You clearly dont love your boyfriend very much, so be honest and break up with him. Because if you DID have fealings for your new man, no way would you have shagged a random stranger.

Unless this is what you usually do.

No sympathy from me. Shagging is not something that suddenly just happened. It takes a while, plenty of opportunity to stop and think "oups, I shouldnt be doing this, I have a boyfriend already". Or something like that.

thesecondcoming · 01/03/2010 09:19

This reply has been deleted

Message withdrawn at poster's request.

2010aQuintessentialOdyssey · 01/03/2010 09:27

I wish shagging just happened (on a more regular basis at least for me. (preferably with my husband))

What I meant is that shagging just does not happen all of a sudden such as dropping a cup on the floor.

Oups, I appear to have dropped a cup, it broke, damn.

Oups, I appear to have shagged.

thesecondcoming · 01/03/2010 09:44

This reply has been deleted

Message withdrawn at poster's request.

Anniegetyourgun · 01/03/2010 09:48

It's a different species, honestly. Possibly a different universe.

wanders off shaking head

2010aQuintessentialOdyssey · 01/03/2010 09:50

I am not going to waste any more time trying to ascertain my distinction of what develops over time (during an evening) and can be stopped at any time if you want to, and what happens all of a sudden as a big surprise.
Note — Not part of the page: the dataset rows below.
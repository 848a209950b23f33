//! Uploaded crop statistics: two-row headers stacked into long form,
//! states standardised against a synonym table, production derived from
//! area and yield, and the file moved once per outcome.

mod common;

use std::collections::BTreeMap;
use std::path::{Path, PathBuf};

use common::{ENV, Harness};
use etl_jobs::config::{LookupTableConfig, ReferenceConfig, StagingTarget};
use etl_jobs::load::{LoadMode, TableStagingLoader};
use etl_jobs::pipeline::{FailureKind, UnitPlan};
use etl_jobs::sources::{FileConfig, FileExtractor, Source};
use etl_jobs::transform::{StepTransformer, TransformStep};
use etl_jobs::uploads::{UploadDirs, run_upload, scan_source};
use etl_jobs::validate::{RuleValidator, ValidationRule};

const SCHEMA: &str = r#"
CREATE TABLE crop_stats (state TEXT, season TEXT, area REAL, yield REAL, production REAL, request_date TEXT);
CREATE TABLE state_synonyms (state_name TEXT, synonyms TEXT);
INSERT INTO state_synonyms VALUES ('Odisha', 'Orissa, ODISHA'), ('Goa', NULL);
"#;

const STEPS: &str = r#"
steps = [
    { op = "stack_header_level", level_column = "Season" },
    { op = "standardize", column = "State", lookup = "states" },
    { op = "normalize_column_names" },
    { op = "arithmetic", column = "production", left = "area", operator = "*", right = "yield" },
    { op = "arithmetic", column = "production", left = "production", operator = "/", right = 1000.0 },
    { op = "request_date", column = "request_date" },
]
"#;

#[derive(serde::Deserialize)]
struct Steps {
    steps: Vec<TransformStep>,
}

fn reference() -> ReferenceConfig {
    let mut lookups = BTreeMap::new();
    lookups.insert(
        "states".to_string(),
        LookupTableConfig {
            table: "state_synonyms".to_string(),
            canonical_column: "state_name".to_string(),
            synonyms_column: "synonyms".to_string(),
            filter_column: None,
            filter_value: None,
        },
    );
    ReferenceConfig {
        lookups,
        exchange_rates: None,
    }
}

fn crops_source(uploads: &Path) -> Source {
    let steps = toml::from_str::<Steps>(STEPS).unwrap().steps;
    Source::builder("crops")
        .display_name("Crop Statistics")
        .units(UnitPlan::File)
        .uploads(uploads.to_path_buf())
        .extractor(FileExtractor::new(FileConfig {
            header_rows: 2,
            ..FileConfig::default()
        }))
        .validator(RuleValidator::new(vec![
            ValidationRule::RequiredHeaders {
                level: 1,
                titles: vec!["Area".to_string(), "Yield".to_string()],
                allow_only: false,
            },
            ValidationRule::NonEmpty,
        ]))
        .transformer(StepTransformer::new(steps))
        .staging_loader(TableStagingLoader::new(
            StagingTarget {
                table: "crop_stats".to_string(),
                mode: LoadMode::Append,
                key: Vec::new(),
            },
            30_000,
        ))
        .build()
}

fn write_pending(dirs: &UploadDirs, name: &str, contents: &str) -> PathBuf {
    std::fs::create_dir_all(dirs.pending()).unwrap();
    let path = dirs.pending().join(name);
    std::fs::write(&path, contents).unwrap();
    path
}

fn moved_names(dir: &Path) -> Vec<String> {
    let mut names: Vec<String> = std::fs::read_dir(dir)
        .unwrap()
        .map(|e| e.unwrap().file_name().to_string_lossy().into_owned())
        .collect();
    names.sort();
    names
}

#[tokio::test]
async fn test_two_row_header_upload_round_trip() {
    let harness = Harness::new(SCHEMA).await;
    let runner = harness.runner(reference());
    let uploads = harness.dir.path().join("uploads");
    let dirs = UploadDirs::new(&uploads, chrono_tz::Asia::Kolkata);
    let source = crops_source(&uploads);

    let file = write_pending(
        &dirs,
        "crops_2023.csv",
        "State,Kharif,Unnamed: 2,Rabi,Unnamed: 4\n\
         ,Area,Yield,Area,Yield\n\
         Orissa,10,2500,4,1500\n\
         Goa,2,1000,1,500\n\
         ,,,,\n",
    );

    let run = run_upload(&runner, &source, &[ENV.to_string()], &dirs, &file).await;
    assert!(run.success(), "{:?}", run.outcomes);
    assert!(!file.exists());
    let moved = run.moved_to.expect("file moved");
    assert_eq!(moved.parent(), Some(dirs.processed().as_path()));
    assert!(moved_names(&dirs.processed())[0].ends_with("_crops_2023.csv"));

    assert_eq!(
        harness
            .column(
                "SELECT state || '/' || season || '/' || CAST(production AS TEXT) AS v \
                 FROM crop_stats ORDER BY state, season"
            )
            .await,
        vec![
            "Goa/Kharif/2.0",
            "Goa/Rabi/0.5",
            "Odisha/Kharif/25.0",
            "Odisha/Rabi/6.0",
        ]
    );
    assert_eq!(
        harness.column("SELECT DISTINCT request_date AS v FROM crop_stats").await,
        vec!["2024-01-06"]
    );
    assert_eq!(harness.column("SELECT status AS v FROM etl_logs").await, vec!["Success"]);
    assert_eq!(
        harness.outbox.subjects(),
        vec!["INFO : Staging Crop Statistics ETL job status"]
    );
}

#[tokio::test]
async fn test_unknown_state_fails_whole_file() {
    let harness = Harness::new(SCHEMA).await;
    let runner = harness.runner(reference());
    let uploads = harness.dir.path().join("uploads");
    let dirs = UploadDirs::new(&uploads, chrono_tz::Asia::Kolkata);
    let source = crops_source(&uploads);

    write_pending(
        &dirs,
        "a_crops.csv",
        "State,Kharif,\n,Area,Yield\nOdisha,10,2500\nAtlantis,1,100\n",
    );
    write_pending(&dirs, "b_crops.csv", "State,Kharif,\n,Area,Yield\nGoa,2,1000\n");

    let runs = scan_source(&runner, &source, &[ENV.to_string()], chrono_tz::Asia::Kolkata)
        .await
        .unwrap();
    assert_eq!(runs.len(), 2);

    let failed = &runs[0].outcomes[0].1;
    assert!(!failed.success);
    assert_eq!(failed.failure_kind(), Some(FailureKind::Transform));
    assert!(failed.message.contains("Atlantis"), "{}", failed.message);
    assert!(failed.message.contains("standardize"), "{}", failed.message);
    assert!(runs[1].success());

    // Nothing from the rejected file reached staging
    assert_eq!(
        harness.column("SELECT DISTINCT state AS v FROM crop_stats").await,
        vec!["Goa"]
    );
    assert_eq!(
        harness.column("SELECT status AS v FROM etl_logs").await,
        vec!["Fail", "Success"]
    );
    assert!(moved_names(&dirs.failed())[0].ends_with("_a_crops.csv"));
    assert!(moved_names(&dirs.processed())[0].ends_with("_b_crops.csv"));
    assert!(moved_names(&dirs.pending()).is_empty());
}

#[tokio::test]
async fn test_missing_header_title_is_validation_failure() {
    let harness = Harness::new(SCHEMA).await;
    let runner = harness.runner(reference());
    let uploads = harness.dir.path().join("uploads");
    let dirs = UploadDirs::new(&uploads, chrono_tz::Asia::Kolkata);
    let source = crops_source(&uploads);

    let file = write_pending(&dirs, "crops.csv", "State,Kharif\n,Area\nGoa,2\n");
    let run = run_upload(&runner, &source, &[ENV.to_string()], &dirs, &file).await;

    assert!(!run.success());
    assert_eq!(run.outcomes[0].1.failure_kind(), Some(FailureKind::Validation));
    let message = &run.outcomes[0].1.message;
    assert!(message.contains("header row 2 is missing: Yield"), "{message}");
    assert_eq!(harness.count("crop_stats").await, 0);
    assert_eq!(run.moved_to.unwrap().parent(), Some(dirs.failed().as_path()));
}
RealityIsMyOnlyDelusion · 01/03/2010 09:55

This reply has been deleted

Message withdrawn

EcoMouse · 01/03/2010 09:55

Each consenting participant always has freedom of choice and so responsibility!

thesecondcoming · 01/03/2010 09:57

This reply has been deleted

Message withdrawn at poster's request.

Seabright · 01/03/2010 10:23

OP - what would you want/expect him to do if he was the one in your position?

If you'd want to know or want him to tell you then you should do the same IMHO.

It's going to be crap, whatever, so good luck.

purplepeony · 01/03/2010 11:57

either you are in an agreed monogamous relationship with your boyfriend of 2 months or you aren't. Have you discussed this before this incident? * weeks is not really long enogh to have a "relationship" IMO.

If you are, then maybe you just need to put this down to experience, deny it all and hope he believes you, then just live with your guilt.

Hope you had safe sex BTW. If not, get checked out.